▸ **Requirement**
Among the records below, find each line bearing the word "ShardConfig" and copy it.

▸ **Dataset excerpts**
============================================================

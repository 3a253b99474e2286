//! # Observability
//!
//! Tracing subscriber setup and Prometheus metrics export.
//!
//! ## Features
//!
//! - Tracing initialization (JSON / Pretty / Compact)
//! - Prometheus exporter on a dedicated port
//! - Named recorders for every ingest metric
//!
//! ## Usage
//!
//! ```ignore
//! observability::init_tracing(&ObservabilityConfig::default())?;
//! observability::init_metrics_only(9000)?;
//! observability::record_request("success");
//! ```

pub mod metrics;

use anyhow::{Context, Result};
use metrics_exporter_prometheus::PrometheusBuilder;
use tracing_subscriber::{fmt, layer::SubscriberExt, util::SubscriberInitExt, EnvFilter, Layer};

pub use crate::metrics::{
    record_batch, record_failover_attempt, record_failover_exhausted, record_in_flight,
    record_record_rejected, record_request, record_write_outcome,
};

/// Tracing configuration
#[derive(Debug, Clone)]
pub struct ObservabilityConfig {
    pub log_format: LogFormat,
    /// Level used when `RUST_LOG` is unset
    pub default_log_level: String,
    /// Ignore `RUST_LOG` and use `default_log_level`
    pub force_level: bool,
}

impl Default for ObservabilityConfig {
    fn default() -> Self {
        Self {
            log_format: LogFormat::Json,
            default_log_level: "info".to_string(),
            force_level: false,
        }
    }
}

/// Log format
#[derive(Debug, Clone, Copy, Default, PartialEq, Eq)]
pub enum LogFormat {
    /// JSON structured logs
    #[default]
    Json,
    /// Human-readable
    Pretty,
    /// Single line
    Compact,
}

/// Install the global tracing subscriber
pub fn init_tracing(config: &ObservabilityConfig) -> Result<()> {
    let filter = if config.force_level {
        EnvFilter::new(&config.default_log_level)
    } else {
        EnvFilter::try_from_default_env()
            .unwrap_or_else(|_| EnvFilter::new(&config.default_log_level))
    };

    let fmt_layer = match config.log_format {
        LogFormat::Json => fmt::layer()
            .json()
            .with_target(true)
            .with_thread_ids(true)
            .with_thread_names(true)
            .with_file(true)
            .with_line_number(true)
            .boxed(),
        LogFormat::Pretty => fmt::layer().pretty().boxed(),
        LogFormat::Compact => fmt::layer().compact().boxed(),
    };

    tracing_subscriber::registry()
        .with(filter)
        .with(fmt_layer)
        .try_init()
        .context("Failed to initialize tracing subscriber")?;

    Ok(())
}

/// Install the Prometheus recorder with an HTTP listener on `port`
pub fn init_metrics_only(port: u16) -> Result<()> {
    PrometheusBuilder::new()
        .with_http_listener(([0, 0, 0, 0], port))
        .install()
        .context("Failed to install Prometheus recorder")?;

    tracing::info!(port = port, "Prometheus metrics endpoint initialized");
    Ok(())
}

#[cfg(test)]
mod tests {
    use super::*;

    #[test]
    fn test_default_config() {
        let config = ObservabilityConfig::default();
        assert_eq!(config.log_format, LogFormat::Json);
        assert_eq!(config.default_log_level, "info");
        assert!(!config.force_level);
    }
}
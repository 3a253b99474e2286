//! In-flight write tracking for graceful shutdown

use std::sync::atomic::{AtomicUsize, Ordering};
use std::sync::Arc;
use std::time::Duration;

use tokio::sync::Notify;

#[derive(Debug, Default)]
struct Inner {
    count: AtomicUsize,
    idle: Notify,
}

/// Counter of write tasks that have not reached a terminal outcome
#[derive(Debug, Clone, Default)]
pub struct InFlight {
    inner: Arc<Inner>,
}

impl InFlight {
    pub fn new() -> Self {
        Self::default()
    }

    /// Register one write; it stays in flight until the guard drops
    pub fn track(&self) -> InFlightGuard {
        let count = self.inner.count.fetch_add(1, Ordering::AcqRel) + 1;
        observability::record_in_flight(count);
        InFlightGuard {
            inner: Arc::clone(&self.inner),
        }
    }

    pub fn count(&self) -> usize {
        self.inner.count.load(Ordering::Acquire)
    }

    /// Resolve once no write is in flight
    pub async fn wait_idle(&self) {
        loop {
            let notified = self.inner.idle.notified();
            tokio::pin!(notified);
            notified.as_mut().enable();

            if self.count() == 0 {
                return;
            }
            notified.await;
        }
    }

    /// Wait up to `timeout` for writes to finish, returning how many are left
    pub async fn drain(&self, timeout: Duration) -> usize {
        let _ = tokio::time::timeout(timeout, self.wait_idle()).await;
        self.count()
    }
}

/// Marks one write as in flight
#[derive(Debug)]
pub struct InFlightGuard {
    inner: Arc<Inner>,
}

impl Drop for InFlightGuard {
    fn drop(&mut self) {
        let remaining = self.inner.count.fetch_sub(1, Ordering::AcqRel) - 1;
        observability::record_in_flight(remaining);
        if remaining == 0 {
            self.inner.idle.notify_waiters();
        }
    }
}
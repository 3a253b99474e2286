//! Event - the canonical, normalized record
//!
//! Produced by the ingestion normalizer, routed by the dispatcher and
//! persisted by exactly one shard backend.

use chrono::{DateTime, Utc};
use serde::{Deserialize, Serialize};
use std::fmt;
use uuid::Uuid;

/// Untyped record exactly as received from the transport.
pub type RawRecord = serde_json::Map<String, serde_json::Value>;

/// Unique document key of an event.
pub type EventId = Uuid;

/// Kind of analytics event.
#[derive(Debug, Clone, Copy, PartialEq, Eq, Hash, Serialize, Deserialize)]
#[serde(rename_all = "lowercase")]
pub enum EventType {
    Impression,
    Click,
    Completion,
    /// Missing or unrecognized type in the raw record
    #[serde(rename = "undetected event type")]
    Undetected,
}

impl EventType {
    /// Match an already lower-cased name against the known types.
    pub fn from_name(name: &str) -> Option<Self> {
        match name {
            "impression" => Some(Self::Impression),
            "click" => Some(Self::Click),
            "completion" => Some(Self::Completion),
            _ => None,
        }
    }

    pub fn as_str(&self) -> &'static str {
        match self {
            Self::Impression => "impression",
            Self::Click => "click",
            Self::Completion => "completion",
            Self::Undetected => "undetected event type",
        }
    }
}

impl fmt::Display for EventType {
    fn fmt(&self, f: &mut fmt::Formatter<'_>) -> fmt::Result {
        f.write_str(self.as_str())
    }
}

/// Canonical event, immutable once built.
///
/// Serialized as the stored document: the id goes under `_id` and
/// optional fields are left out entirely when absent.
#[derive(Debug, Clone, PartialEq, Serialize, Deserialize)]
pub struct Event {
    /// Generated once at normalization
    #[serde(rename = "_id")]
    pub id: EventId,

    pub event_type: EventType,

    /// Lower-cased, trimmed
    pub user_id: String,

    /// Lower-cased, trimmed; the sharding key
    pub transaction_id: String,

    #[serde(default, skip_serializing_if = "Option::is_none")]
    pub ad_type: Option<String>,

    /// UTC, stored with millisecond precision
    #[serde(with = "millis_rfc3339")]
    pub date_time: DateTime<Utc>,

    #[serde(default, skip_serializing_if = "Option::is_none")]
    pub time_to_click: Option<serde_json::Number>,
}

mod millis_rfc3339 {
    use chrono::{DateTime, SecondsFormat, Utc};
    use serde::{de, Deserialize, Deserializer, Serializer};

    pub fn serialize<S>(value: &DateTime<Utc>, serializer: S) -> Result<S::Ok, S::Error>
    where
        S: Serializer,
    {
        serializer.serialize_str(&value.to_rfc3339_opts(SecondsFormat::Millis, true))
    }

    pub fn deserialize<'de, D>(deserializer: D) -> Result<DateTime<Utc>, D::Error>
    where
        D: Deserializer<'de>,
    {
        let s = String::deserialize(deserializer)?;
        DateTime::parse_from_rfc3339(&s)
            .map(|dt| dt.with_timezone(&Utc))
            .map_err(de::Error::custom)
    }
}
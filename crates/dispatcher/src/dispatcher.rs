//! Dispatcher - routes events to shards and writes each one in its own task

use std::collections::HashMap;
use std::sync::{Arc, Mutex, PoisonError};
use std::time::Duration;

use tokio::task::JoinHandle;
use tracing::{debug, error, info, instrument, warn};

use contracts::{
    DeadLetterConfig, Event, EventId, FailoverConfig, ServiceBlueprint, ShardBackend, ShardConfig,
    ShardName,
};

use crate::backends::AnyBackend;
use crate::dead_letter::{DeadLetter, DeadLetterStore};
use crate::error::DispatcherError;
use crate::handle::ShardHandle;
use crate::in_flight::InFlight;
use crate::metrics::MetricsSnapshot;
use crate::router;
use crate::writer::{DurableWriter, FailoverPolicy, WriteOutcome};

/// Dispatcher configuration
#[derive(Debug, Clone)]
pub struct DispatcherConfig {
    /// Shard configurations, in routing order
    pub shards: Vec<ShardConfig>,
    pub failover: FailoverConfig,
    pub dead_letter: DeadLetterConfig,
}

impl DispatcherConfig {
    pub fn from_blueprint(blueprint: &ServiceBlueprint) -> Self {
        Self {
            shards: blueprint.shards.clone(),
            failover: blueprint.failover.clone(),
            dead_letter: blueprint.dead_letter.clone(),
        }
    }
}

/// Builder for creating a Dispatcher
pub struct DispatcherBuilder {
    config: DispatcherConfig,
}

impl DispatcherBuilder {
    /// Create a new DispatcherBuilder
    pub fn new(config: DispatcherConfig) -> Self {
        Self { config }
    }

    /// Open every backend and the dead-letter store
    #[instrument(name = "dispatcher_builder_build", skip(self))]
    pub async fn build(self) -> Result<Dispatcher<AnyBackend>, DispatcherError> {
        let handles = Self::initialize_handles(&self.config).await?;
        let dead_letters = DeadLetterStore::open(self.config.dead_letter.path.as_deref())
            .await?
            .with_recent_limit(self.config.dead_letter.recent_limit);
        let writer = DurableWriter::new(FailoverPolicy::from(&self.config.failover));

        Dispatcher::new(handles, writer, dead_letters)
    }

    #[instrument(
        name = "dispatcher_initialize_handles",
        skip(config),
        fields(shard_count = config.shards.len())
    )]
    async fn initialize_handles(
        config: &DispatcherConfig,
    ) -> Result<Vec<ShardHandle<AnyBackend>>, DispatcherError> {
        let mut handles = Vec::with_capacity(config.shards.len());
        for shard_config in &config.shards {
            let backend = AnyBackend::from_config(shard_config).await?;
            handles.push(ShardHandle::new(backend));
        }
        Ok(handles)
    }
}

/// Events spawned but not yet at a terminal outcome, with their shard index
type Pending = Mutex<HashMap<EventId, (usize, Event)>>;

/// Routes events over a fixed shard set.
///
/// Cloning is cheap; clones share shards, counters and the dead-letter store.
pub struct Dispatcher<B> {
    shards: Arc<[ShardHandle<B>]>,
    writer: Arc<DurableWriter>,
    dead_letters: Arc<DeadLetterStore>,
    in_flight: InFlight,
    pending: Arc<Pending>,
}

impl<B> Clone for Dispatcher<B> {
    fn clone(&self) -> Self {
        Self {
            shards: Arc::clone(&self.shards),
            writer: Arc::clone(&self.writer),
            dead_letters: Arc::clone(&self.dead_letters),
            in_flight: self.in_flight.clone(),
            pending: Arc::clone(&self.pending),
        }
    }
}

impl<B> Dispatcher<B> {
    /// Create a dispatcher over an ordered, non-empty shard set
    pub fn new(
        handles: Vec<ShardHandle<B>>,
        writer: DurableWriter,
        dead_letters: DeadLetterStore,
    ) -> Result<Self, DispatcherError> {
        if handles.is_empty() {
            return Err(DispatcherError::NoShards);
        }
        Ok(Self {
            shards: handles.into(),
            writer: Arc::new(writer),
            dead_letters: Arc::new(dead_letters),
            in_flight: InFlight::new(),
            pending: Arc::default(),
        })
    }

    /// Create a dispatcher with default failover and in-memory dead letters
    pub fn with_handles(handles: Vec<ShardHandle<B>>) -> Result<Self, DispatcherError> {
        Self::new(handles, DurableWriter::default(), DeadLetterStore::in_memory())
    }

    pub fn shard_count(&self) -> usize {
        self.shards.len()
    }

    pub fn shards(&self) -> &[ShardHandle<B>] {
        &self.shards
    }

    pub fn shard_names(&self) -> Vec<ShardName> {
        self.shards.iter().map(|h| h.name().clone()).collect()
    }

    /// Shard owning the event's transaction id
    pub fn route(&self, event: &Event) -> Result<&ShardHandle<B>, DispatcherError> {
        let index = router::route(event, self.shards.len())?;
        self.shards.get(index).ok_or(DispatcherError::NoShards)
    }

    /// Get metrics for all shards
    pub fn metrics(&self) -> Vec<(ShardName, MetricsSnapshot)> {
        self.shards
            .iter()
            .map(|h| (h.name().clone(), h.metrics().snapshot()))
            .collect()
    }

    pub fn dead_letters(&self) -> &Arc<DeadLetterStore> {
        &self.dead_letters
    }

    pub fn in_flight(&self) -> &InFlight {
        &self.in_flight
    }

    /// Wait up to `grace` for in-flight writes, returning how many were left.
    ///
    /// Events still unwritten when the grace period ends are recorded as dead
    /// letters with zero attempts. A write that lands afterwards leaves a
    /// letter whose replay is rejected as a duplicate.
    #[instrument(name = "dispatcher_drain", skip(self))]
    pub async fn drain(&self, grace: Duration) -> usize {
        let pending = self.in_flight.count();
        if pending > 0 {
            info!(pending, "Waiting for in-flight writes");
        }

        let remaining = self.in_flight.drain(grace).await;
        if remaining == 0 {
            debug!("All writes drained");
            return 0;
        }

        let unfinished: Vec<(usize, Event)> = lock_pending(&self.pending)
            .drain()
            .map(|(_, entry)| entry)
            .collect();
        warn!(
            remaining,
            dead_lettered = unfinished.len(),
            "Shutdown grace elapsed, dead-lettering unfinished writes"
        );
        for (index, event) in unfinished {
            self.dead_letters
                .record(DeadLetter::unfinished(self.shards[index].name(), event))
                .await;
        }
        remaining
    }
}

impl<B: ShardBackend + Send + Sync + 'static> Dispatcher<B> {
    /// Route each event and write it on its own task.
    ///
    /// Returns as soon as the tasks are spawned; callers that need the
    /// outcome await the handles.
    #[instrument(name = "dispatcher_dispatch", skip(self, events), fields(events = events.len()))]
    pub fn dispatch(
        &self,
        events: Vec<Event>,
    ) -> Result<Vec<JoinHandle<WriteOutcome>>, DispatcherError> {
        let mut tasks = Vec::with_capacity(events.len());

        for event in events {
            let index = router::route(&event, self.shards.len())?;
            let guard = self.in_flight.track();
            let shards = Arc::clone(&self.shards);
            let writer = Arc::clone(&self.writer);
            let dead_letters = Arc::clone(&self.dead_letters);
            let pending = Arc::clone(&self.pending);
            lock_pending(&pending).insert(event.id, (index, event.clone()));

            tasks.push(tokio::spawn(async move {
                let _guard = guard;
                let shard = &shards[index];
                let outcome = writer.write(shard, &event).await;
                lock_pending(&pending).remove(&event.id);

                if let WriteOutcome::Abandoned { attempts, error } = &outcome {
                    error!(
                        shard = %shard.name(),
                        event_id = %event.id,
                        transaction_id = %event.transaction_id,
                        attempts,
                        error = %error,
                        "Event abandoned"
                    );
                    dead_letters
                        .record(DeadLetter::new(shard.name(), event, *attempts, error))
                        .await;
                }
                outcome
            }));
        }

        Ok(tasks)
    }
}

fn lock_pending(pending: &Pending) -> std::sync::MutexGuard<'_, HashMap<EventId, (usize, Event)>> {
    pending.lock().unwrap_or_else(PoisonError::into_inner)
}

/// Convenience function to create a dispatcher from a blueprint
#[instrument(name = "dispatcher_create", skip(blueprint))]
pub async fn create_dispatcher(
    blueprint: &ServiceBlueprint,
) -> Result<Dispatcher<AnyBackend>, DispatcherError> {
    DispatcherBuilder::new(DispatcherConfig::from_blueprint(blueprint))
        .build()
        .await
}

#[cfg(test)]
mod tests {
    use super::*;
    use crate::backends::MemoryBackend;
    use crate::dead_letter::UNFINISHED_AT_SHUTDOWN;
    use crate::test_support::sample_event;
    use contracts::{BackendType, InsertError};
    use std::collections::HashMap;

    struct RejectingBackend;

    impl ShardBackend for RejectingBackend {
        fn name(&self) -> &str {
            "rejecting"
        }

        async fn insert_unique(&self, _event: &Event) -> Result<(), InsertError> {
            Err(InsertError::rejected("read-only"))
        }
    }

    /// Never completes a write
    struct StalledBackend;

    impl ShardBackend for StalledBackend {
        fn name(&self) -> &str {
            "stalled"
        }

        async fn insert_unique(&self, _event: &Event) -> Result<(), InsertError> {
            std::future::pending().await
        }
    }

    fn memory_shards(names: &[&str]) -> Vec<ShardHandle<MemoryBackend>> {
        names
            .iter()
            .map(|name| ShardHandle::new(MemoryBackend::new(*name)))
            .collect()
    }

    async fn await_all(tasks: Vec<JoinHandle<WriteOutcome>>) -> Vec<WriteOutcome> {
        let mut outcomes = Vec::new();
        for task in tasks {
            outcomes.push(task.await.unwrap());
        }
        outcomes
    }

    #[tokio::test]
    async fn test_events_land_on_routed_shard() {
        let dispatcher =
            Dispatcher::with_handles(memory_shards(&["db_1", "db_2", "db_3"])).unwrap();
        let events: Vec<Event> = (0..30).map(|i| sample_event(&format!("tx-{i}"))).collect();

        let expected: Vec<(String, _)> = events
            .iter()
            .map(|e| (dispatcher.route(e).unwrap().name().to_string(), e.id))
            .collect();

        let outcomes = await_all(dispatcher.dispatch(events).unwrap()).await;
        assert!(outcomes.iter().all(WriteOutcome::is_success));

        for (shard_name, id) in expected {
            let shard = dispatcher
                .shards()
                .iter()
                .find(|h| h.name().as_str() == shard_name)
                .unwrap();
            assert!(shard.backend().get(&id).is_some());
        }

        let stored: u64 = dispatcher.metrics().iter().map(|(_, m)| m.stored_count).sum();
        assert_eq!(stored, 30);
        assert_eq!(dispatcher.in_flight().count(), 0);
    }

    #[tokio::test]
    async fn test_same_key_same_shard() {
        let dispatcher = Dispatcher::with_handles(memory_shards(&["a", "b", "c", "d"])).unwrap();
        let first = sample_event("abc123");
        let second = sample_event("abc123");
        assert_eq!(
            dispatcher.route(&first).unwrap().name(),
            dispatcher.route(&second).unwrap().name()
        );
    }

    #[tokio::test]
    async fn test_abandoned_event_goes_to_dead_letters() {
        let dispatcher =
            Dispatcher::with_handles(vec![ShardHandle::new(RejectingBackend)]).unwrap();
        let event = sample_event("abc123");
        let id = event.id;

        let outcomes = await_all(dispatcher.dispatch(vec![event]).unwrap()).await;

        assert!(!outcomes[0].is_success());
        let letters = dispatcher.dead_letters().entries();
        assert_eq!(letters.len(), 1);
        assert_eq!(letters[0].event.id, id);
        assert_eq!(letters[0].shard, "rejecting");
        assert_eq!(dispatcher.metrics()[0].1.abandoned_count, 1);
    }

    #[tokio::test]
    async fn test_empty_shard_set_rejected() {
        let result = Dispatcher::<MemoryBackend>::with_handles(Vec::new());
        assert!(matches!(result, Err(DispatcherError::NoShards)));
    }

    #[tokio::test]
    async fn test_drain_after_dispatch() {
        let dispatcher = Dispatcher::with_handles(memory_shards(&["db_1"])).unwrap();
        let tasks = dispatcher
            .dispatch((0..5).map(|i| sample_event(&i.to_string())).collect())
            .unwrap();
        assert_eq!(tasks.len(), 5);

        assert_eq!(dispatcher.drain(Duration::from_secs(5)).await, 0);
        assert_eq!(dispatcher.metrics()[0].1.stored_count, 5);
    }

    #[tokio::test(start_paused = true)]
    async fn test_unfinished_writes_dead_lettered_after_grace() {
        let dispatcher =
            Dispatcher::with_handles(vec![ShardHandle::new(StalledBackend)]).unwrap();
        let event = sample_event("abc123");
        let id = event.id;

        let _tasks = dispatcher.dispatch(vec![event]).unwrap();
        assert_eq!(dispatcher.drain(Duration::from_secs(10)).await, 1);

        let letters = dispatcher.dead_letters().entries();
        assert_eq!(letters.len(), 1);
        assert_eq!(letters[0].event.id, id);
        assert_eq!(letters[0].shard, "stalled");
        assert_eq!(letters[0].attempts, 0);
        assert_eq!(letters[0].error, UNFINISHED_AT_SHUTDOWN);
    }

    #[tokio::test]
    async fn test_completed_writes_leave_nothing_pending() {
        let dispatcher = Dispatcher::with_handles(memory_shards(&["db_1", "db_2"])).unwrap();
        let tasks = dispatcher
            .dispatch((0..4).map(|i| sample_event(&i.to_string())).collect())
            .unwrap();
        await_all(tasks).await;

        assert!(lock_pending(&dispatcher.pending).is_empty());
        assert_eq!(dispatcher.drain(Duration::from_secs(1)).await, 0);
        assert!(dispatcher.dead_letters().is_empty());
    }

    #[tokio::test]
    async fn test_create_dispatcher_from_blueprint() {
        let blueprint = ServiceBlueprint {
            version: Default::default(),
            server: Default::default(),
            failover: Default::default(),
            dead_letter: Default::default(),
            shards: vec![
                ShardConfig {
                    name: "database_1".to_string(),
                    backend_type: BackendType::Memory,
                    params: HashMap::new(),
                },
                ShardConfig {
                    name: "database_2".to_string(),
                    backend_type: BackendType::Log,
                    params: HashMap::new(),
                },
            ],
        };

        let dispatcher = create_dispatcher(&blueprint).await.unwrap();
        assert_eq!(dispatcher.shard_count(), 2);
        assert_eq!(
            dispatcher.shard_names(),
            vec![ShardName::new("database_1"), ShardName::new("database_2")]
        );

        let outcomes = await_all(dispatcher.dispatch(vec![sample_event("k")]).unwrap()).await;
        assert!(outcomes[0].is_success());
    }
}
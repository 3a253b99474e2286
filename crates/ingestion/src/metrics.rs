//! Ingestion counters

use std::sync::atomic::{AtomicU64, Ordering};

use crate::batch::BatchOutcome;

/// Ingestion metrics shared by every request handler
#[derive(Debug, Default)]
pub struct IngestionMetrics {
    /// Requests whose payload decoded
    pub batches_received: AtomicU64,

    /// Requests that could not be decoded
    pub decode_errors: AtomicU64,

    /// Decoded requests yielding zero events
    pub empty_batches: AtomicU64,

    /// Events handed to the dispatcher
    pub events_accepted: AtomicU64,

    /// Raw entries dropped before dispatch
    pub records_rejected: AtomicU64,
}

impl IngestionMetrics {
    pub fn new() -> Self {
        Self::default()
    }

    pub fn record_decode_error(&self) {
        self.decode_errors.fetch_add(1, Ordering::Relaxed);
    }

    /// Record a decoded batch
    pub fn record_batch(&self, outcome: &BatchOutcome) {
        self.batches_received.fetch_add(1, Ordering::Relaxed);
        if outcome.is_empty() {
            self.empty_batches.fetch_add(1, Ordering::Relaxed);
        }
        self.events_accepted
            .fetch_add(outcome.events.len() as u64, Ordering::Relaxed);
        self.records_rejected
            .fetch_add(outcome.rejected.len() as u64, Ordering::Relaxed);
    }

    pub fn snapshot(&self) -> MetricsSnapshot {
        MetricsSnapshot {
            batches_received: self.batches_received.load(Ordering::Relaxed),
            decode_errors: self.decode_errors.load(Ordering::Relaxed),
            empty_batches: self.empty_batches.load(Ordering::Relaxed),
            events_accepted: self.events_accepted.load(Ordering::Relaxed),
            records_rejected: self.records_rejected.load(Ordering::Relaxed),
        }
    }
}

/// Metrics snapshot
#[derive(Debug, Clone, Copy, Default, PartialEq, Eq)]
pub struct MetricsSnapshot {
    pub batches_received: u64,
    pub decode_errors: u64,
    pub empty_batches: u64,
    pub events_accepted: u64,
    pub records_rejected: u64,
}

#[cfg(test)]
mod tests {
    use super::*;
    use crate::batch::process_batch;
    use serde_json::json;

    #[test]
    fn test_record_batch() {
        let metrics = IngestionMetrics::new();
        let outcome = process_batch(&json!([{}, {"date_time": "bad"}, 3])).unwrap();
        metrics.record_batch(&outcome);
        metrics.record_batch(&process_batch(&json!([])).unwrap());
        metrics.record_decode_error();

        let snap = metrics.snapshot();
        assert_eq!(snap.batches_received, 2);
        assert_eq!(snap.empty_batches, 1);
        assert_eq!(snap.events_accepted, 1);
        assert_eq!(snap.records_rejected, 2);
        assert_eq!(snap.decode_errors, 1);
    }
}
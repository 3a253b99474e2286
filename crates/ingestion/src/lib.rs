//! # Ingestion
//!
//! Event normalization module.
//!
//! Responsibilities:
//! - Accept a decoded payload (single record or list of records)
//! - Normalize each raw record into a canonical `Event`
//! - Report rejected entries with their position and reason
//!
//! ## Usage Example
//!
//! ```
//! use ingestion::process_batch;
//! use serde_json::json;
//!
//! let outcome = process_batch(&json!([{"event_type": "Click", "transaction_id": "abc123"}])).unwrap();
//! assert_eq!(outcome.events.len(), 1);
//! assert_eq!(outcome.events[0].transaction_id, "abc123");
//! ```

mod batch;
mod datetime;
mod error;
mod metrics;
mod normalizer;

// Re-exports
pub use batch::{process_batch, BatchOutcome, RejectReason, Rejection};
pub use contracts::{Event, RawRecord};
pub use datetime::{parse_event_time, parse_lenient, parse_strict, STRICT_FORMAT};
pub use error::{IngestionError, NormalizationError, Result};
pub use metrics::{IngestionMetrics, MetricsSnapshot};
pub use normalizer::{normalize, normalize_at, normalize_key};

============================================================

▸ **Result**
    DeadLetterConfig, Event, EventId, FailoverConfig, ServiceBlueprint, ShardBackend, ShardConfig,
    pub shards: Vec<ShardConfig>,
                ShardConfig {
                ShardConfig {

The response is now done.